Segment Start: Data for this task
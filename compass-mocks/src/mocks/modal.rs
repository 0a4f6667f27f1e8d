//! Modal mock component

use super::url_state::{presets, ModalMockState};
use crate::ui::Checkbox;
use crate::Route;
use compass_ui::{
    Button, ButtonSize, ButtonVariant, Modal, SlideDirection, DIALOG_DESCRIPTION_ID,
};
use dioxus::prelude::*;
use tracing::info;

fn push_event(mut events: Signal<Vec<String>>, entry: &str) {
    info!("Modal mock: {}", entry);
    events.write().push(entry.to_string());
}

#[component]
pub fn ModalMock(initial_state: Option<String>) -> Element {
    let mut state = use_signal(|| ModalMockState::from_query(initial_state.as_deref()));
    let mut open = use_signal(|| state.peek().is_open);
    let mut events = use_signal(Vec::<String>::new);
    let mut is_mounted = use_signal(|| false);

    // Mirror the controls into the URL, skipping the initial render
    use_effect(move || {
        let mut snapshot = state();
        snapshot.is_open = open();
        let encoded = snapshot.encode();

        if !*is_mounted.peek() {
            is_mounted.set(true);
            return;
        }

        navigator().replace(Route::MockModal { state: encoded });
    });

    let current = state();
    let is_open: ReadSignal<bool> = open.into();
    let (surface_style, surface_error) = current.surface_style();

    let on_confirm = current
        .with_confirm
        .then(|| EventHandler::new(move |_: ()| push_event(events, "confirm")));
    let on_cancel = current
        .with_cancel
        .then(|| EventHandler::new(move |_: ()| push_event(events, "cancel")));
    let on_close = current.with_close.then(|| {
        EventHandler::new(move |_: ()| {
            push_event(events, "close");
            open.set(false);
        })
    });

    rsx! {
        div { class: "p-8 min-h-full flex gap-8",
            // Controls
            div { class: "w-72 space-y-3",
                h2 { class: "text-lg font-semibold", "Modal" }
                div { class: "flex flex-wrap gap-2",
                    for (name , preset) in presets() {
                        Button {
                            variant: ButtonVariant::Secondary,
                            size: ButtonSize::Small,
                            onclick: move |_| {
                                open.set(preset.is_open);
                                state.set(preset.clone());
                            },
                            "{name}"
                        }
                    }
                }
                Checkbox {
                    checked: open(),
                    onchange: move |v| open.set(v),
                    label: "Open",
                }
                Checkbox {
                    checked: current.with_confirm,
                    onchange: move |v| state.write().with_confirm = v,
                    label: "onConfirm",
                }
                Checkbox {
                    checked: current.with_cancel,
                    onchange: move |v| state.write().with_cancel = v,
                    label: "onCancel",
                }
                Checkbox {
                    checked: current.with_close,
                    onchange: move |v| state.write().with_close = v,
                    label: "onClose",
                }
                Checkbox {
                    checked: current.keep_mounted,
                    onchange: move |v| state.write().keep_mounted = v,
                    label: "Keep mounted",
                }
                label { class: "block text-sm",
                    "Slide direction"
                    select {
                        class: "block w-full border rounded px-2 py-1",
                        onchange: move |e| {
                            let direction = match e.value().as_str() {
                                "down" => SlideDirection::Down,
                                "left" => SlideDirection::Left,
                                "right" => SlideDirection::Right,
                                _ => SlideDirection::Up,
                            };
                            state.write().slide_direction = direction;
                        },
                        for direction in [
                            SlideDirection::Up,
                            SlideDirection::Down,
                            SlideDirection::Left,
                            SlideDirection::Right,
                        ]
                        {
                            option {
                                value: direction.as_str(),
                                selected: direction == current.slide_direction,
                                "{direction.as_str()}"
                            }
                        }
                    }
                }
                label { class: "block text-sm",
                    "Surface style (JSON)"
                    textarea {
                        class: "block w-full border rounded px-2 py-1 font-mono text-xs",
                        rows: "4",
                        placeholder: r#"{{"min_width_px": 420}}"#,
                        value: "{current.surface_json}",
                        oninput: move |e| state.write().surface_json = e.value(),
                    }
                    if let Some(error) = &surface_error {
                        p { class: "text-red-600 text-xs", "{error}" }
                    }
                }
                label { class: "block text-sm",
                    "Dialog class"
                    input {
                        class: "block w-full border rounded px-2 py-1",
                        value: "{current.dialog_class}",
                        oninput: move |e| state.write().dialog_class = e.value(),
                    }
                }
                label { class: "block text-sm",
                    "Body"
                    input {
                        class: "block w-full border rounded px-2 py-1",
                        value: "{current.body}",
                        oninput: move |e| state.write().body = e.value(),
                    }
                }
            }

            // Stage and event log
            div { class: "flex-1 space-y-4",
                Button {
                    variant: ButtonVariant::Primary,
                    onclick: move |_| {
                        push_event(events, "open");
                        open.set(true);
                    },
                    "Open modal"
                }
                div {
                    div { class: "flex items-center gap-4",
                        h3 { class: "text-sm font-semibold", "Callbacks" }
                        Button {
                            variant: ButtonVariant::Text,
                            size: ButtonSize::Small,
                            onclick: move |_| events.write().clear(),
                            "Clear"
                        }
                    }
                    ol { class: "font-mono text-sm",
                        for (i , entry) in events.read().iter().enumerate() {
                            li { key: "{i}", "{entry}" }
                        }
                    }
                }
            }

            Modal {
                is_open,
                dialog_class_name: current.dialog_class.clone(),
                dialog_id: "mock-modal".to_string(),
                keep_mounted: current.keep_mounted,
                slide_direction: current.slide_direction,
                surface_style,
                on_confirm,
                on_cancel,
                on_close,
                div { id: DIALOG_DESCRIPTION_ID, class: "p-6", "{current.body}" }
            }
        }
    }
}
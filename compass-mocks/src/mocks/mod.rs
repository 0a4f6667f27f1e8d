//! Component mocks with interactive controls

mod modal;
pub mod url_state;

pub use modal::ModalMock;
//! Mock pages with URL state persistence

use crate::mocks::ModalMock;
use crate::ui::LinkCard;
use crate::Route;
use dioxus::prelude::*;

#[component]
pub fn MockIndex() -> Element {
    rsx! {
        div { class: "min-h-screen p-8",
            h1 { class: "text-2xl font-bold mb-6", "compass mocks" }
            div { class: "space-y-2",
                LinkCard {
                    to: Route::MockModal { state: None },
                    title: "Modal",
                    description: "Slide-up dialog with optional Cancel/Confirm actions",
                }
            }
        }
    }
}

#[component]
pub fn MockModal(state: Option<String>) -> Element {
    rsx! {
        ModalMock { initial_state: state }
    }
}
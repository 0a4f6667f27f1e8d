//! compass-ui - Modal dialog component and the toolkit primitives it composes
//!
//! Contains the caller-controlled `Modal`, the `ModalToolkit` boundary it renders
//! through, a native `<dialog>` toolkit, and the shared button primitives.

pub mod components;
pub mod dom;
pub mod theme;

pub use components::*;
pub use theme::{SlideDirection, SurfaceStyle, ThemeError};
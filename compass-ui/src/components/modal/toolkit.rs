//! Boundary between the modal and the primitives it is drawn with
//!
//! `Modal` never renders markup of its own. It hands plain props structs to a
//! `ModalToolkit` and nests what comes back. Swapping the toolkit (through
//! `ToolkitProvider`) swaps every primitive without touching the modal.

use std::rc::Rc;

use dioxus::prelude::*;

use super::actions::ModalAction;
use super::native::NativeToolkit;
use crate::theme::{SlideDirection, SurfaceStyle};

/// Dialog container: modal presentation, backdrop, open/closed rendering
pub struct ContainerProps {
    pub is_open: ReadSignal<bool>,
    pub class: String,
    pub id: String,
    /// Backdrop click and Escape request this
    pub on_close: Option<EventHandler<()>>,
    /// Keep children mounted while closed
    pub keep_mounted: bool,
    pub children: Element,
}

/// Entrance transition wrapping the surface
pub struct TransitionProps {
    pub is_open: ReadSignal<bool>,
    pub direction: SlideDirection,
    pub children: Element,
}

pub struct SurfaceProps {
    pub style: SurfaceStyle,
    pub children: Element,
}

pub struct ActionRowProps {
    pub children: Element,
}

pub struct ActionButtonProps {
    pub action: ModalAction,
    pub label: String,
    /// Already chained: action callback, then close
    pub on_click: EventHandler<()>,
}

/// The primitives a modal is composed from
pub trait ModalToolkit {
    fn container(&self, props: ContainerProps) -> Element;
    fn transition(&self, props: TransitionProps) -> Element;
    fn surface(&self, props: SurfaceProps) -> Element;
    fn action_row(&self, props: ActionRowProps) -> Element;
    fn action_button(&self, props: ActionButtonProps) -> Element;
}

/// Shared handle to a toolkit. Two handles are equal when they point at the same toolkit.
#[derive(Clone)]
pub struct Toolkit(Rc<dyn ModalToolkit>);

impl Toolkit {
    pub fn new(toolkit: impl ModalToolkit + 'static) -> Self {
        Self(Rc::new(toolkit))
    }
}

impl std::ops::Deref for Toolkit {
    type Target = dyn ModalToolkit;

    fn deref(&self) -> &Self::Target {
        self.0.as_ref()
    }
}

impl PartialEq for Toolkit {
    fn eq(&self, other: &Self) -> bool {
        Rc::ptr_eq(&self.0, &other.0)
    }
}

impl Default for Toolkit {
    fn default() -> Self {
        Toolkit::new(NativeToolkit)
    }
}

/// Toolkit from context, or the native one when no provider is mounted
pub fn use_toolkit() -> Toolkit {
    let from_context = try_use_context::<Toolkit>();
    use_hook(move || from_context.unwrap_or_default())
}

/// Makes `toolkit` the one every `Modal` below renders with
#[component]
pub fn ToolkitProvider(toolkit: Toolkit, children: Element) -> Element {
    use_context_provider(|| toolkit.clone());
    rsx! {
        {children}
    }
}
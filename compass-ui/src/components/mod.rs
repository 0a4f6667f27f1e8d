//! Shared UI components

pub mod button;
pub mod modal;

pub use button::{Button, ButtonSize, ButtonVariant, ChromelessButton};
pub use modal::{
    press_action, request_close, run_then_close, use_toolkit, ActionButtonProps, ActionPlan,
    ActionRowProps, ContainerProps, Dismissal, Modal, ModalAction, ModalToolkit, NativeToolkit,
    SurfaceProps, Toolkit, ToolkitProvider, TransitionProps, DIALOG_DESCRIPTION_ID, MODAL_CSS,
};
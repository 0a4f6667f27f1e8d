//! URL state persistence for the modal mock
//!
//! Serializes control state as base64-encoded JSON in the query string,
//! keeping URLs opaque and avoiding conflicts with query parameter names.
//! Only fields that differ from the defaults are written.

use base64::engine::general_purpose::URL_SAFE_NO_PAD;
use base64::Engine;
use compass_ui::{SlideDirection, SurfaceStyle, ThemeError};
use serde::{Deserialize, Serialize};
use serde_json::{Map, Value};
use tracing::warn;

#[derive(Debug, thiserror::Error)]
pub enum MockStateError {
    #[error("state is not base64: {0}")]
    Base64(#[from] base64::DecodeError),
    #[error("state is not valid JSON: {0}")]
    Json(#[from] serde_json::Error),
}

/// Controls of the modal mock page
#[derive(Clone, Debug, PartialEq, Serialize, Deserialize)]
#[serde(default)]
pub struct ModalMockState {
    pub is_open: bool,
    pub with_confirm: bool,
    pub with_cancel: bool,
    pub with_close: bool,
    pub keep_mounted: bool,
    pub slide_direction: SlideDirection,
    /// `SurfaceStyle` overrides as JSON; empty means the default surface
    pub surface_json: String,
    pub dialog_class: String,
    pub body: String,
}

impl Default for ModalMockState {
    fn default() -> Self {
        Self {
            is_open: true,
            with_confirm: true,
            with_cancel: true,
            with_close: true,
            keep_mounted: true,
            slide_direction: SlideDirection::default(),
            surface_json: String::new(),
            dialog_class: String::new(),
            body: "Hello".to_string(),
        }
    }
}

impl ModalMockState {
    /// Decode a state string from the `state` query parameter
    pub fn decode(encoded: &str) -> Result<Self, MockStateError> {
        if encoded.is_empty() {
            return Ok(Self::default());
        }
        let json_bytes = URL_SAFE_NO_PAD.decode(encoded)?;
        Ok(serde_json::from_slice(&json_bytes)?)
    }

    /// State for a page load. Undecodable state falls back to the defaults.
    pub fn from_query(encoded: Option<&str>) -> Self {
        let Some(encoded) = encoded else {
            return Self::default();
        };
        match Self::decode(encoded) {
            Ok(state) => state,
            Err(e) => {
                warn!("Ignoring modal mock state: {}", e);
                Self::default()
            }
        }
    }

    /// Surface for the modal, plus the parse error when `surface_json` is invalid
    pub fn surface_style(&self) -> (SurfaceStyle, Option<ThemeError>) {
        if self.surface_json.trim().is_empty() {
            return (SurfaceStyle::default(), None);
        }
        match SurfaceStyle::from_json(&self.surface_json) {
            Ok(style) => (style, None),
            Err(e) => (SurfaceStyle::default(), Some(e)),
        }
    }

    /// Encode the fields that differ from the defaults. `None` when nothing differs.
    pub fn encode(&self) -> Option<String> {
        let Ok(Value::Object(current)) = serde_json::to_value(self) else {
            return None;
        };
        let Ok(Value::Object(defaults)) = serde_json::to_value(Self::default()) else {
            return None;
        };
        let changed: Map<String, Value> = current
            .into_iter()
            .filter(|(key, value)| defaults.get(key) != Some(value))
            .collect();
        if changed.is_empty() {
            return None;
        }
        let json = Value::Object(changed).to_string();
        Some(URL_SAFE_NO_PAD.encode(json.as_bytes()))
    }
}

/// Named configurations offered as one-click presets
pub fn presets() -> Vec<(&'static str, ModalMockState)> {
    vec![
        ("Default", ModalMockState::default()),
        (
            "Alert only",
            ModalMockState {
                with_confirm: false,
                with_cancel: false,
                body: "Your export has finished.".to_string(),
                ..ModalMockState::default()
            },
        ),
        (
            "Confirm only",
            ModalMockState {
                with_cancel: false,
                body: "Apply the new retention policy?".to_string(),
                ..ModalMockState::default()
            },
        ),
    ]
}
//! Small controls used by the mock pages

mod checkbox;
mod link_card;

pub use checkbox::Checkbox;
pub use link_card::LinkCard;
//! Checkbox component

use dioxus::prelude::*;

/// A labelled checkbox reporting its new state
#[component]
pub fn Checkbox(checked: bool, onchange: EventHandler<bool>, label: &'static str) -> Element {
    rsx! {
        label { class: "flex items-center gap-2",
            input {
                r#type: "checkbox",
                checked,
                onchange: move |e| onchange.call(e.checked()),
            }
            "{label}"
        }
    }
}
Segment End: Data for this task
From the data above, reproduce word for word the lines running from the line with "Rc::ptr_eq(&self.0, &other.0)" to the line with "#[derive(Clone, Debug, PartialEq, Serialize, Deserialize)]", ends included.

Task solution:
        Rc::ptr_eq(&self.0, &other.0)
    }
}

impl Default for Toolkit {
    fn default() -> Self {
        Toolkit::new(NativeToolkit)
    }
}

/// Toolkit from context, or the native one when no provider is mounted
pub fn use_toolkit() -> Toolkit {
    let from_context = try_use_context::<Toolkit>();
    use_hook(move || from_context.unwrap_or_default())
}

/// Makes `toolkit` the one every `Modal` below renders with
#[component]
pub fn ToolkitProvider(toolkit: Toolkit, children: Element) -> Element {
    use_context_provider(|| toolkit.clone());
    rsx! {
        {children}
    }
}
filename compass-ui/src/components/mod.rs
repository 0a4f6667f27f1e8d
//! Shared UI components

pub mod button;
pub mod modal;

pub use button::{Button, ButtonSize, ButtonVariant, ChromelessButton};
pub use modal::{
    press_action, request_close, run_then_close, use_toolkit, ActionButtonProps, ActionPlan,
    ActionRowProps, ContainerProps, Dismissal, Modal, ModalAction, ModalToolkit, NativeToolkit,
    SurfaceProps, Toolkit, ToolkitProvider, TransitionProps, DIALOG_DESCRIPTION_ID, MODAL_CSS,
};
repository 0a4f6667f27f1e8d
//! URL state persistence for the modal mock
//!
//! Serializes control state as base64-encoded JSON in the query string,
//! keeping URLs opaque and avoiding conflicts with query parameter names.
//! Only fields that differ from the defaults are written.

use base64::engine::general_purpose::URL_SAFE_NO_PAD;
use base64::Engine;
use compass_ui::{SlideDirection, SurfaceStyle, ThemeError};
use serde::{Deserialize, Serialize};
use serde_json::{Map, Value};
use tracing::warn;

#[derive(Debug, thiserror::Error)]
pub enum MockStateError {
    #[error("state is not base64: {0}")]
    Base64(#[from] base64::DecodeError),
    #[error("state is not valid JSON: {0}")]
    Json(#[from] serde_json::Error),
}

/// Controls of the modal mock page
#[derive(Clone, Debug, PartialEq, Serialize, Deserialize)]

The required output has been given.